Acceptable property type
You can finance a single-family home, a VA-approved condo, a new build, a modular unit or a multi-unit property. Some lenders also finance manufactured homes.
There’s no minimum score requirement for a VA loan, but you’ll find it hard to qualify if you have a credit score under 580.
Sources of income
You need to earn enough to pay your mortgage and your other bills. Your income doesn’t have to come from only full-time employment – and VA disability benefits can help.
Meet lender down payment standards
While 0% down payment loans are available, if your credit score is too low or you can’t demonstrate income, you may need to make a down payment to get approved.
It’s possible and common to buy a home without a down payment using a VA loan. But under certain circumstances, you may have to prove you have the cash reserves to make your loan payments.
VA Loan Funding Fee. VA loans may require that you pay a one-time VA funding fee at closing. Funding fees vary from about 1.4% – 3.6%. You’ll pay more if you received a VA loan in the past. Disabled veterans are usually exempt from the VA loan funding fee.
Buying A Home with a VA Home Loan: The Mission Brief
Straight up, here’s what you need to do to get a VA loan:
Once you have your COE in hand and your finances organized, you’ll want to get preapproved for a mortgage. Many sellers will require a preapproval before you can make an offer. The preapproval is also helpful because it gives you a sense of what kind of mortgage terms lenders will offer you.
Find a home
Finding a home requires careful recon. Start researching your area to find the right neighborhood. Attend open houses and make sure and do some recon on the housing market.
Need an assist? Work with a real estate agent and ask about their experience with VA loans. You can also look for real estate agents who are military veterans.
Put in an offer
You found your dream home, and your mission is a go! Now, it’s time to put in an offer.
Your mortgage should include the following language in the purchase agreement: “VA escape clause” or “VA option clause.” This lets the owner know that if the home doesn’t meet VA standards, you have a legal option to back out of the deal.
Pass inspection and appraisal
You’ve faced inspections from your drill instructor, but now it’s the home’s turn.

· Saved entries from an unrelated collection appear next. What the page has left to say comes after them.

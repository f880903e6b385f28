//! Language parser adapters.
//!
//! One tree-sitter adapter per supported language, all producing the same
//! [`ParseRecord`]. Parsers are pure over `(path, source)` and never touch
//! the store. A file that cannot be parsed yields an empty record and a
//! diagnostic; it is never fatal.

mod javascript;
mod python;
mod typescript;

pub use javascript::JavaScriptParser;
pub use python::PythonParser;
pub use typescript::TypeScriptParser;

use crate::types::{Call, Import, ImportLink, MethodCall, Symbol, TypeInfo};
use std::fmt;
use std::path::Path;

/// Languages the engine can extract structure from.
#[derive(Debug, Clone, Copy, PartialEq, Eq, Hash)]
pub enum Language {
    Python,
    JavaScript,
    TypeScript,
}

impl Language {
    /// Dispatch by file extension.
    pub fn from_path(path: &Path) -> Option<Self> {
        match path.extension()?.to_str()? {
            "py" | "pyi" => Some(Self::Python),
            "js" | "jsx" | "mjs" => Some(Self::JavaScript),
            "ts" | "tsx" => Some(Self::TypeScript),
            _ => None,
        }
    }

    pub fn as_str(&self) -> &'static str {
        match self {
            Self::Python => "python",
            Self::JavaScript => "javascript",
            Self::TypeScript => "typescript",
        }
    }

    /// The tree-sitter grammar for this language.
    pub fn grammar(&self) -> tree_sitter::Language {
        match self {
            Self::Python => tree_sitter_python::LANGUAGE.into(),
            Self::JavaScript => tree_sitter_javascript::LANGUAGE.into(),
            Self::TypeScript => tree_sitter_typescript::LANGUAGE_TYPESCRIPT.into(),
        }
    }
}

impl fmt::Display for Language {
    fn fmt(&self, f: &mut fmt::Formatter<'_>) -> fmt::Result {
        f.write_str(self.as_str())
    }
}

/// Everything one parse extracts from a single file.
#[derive(Debug, Clone, Default)]
pub struct ParseRecord {
    pub symbols: Vec<Symbol>,
    pub imports: Vec<Import>,
    pub calls: Vec<Call>,
    pub method_calls: Vec<MethodCall>,
    pub type_infos: Vec<TypeInfo>,
    pub import_links: Vec<ImportLink>,
}

impl ParseRecord {
    pub fn is_empty(&self) -> bool {
        self.symbols.is_empty()
            && self.imports.is_empty()
            && self.calls.is_empty()
            && self.method_calls.is_empty()
            && self.type_infos.is_empty()
            && self.import_links.is_empty()
    }
}

/// Common interface for all language parsers.
pub trait LanguageParser: Send {
    /// Parse source code and extract every record kind in one pass.
    fn parse(&mut self, path: &str, source: &str) -> ParseRecord;

    /// The language this parser handles.
    fn language(&self) -> Language;
}

/// Create a parser for the given language.
pub fn parser_for(language: Language) -> Result<Box<dyn LanguageParser>, String> {
    match language {
        Language::Python => Ok(Box::new(PythonParser::new()?)),
        Language::JavaScript => Ok(Box::new(JavaScriptParser::new()?)),
        Language::TypeScript => Ok(Box::new(TypeScriptParser::new()?)),
    }
}

/// Parse a file's source, dispatching on extension.
///
/// Returns `None` for unsupported extensions. Parse failures produce an
/// empty record and a warning, never an error.
pub fn parse_source(path: &Path, source: &str) -> Option<ParseRecord> {
    let language = Language::from_path(path)?;
    let path_str = path.to_string_lossy();
    match parser_for(language) {
        Ok(mut parser) => Some(parser.parse(&path_str, source)),
        Err(e) => {
            tracing::warn!("failed to initialize {language} parser for '{path_str}': {e}");
            Some(ParseRecord::default())
        }
    }
}

/// Extract the raw text of a node.
pub(crate) fn node_text<'a>(node: tree_sitter::Node, source: &'a str) -> &'a str {
    node.utf8_text(source.as_bytes()).unwrap_or("")
}

/// First line of a declaration, used as its signature text.
pub(crate) fn signature_line(node: tree_sitter::Node, source: &str) -> String {
    let text = node_text(node, source);
    text.lines().next().unwrap_or("").trim_end().to_string()
}

/// Strip a module path or generic wrapper down to its base type name.
///
/// `List[int]` -> `List`, `Optional[MyClass]` -> `MyClass`,
/// `torch.optim.Adam` -> `Adam`.
pub(crate) fn extract_base_type(type_str: &str) -> String {
    let mut t = type_str.trim();
    if let Some(rest) = t.strip_prefix("->") {
        t = rest.trim();
    }
    if let Some(open) = t.find('[') {
        let container = &t[..open];
        if container == "Optional" || container == "Union" {
            if let Some(close) = t.rfind(']') {
                let inner = &t[open + 1..close];
                let first = inner.split(',').next().unwrap_or(inner).trim();
                return extract_base_type(first);
            }
        }
        return container.to_string();
    }
    match t.rsplit('.').next() {
        Some(last) => last.to_string(),
        None => t.to_string(),
    }
}

#[cfg(test)]
mod tests {
    use super::*;
    use std::path::PathBuf;

    #[test]
    fn language_from_extension() {
        assert_eq!(
            Language::from_path(&PathBuf::from("a.py")),
            Some(Language::Python)
        );
        assert_eq!(
            Language::from_path(&PathBuf::from("a.tsx")),
            Some(Language::TypeScript)
        );
        assert_eq!(
            Language::from_path(&PathBuf::from("a.jsx")),
            Some(Language::JavaScript)
        );
        assert_eq!(Language::from_path(&PathBuf::from("a.rb")), None);
        assert_eq!(Language::from_path(&PathBuf::from("Makefile")), None);
    }

    #[test]
    fn base_type_extraction() {
        assert_eq!(extract_base_type("List[int]"), "List");
        assert_eq!(extract_base_type("Optional[MyClass]"), "MyClass");
        assert_eq!(extract_base_type("Union[Foo, Bar]"), "Foo");
        assert_eq!(extract_base_type("torch.optim.Adam"), "Adam");
        assert_eq!(extract_base_type("-> str"), "str");
        assert_eq!(extract_base_type("Plain"), "Plain");
    }

    #[test]
    fn unsupported_extension_yields_none() {
        assert!(parse_source(&PathBuf::from("notes.txt"), "hello").is_none());
    }
}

Before you can buy a house, you need to get it inspected and appraised by a VA-approved appraiser.
If the price for your chosen property doesn’t match its market value, you may be able to file a Reconsideration of Value (ROV) dispute. You may also be able to renegotiate the sale price or pay the difference between your approved loan value and the sale price.
Go through underwriting
After every mission, you have to account for your gear, fill out after-action reports and justify your actions. Underwriting is a little like that, but you deal with a lender instead of a commanding officer.
As part of the underwriting process, you’ll need to provide detailed information about your finances and sign more paperwork. If you have questions, talk to your real estate agent and loan officer. It’s their job to have your back.
Close on your new home
After a few more sleepless nights, you’ll sign the paperwork, collect the keys and officially become a homeowner.
Should I Get a VA-Backed Loan To Buy a Home: Know the Terrain
VA loans have lots of benefits, like lower interest rates and no down payment requirements. But they aren’t right for every home purchase.
VA loans are intended to assist veterans who want to buy a primary residence or starter home. If you’re looking to buy a home as an investment property or a vacation home – a VA loan can’t be used.
VA Loans: A benefit earned through service
The most important thing to remember about VA loans is that they are a benefit exclusive to members of the military, and you’ve earned it through your service. If your goal is homeownership, a VA loan could be vital to the success of your mission.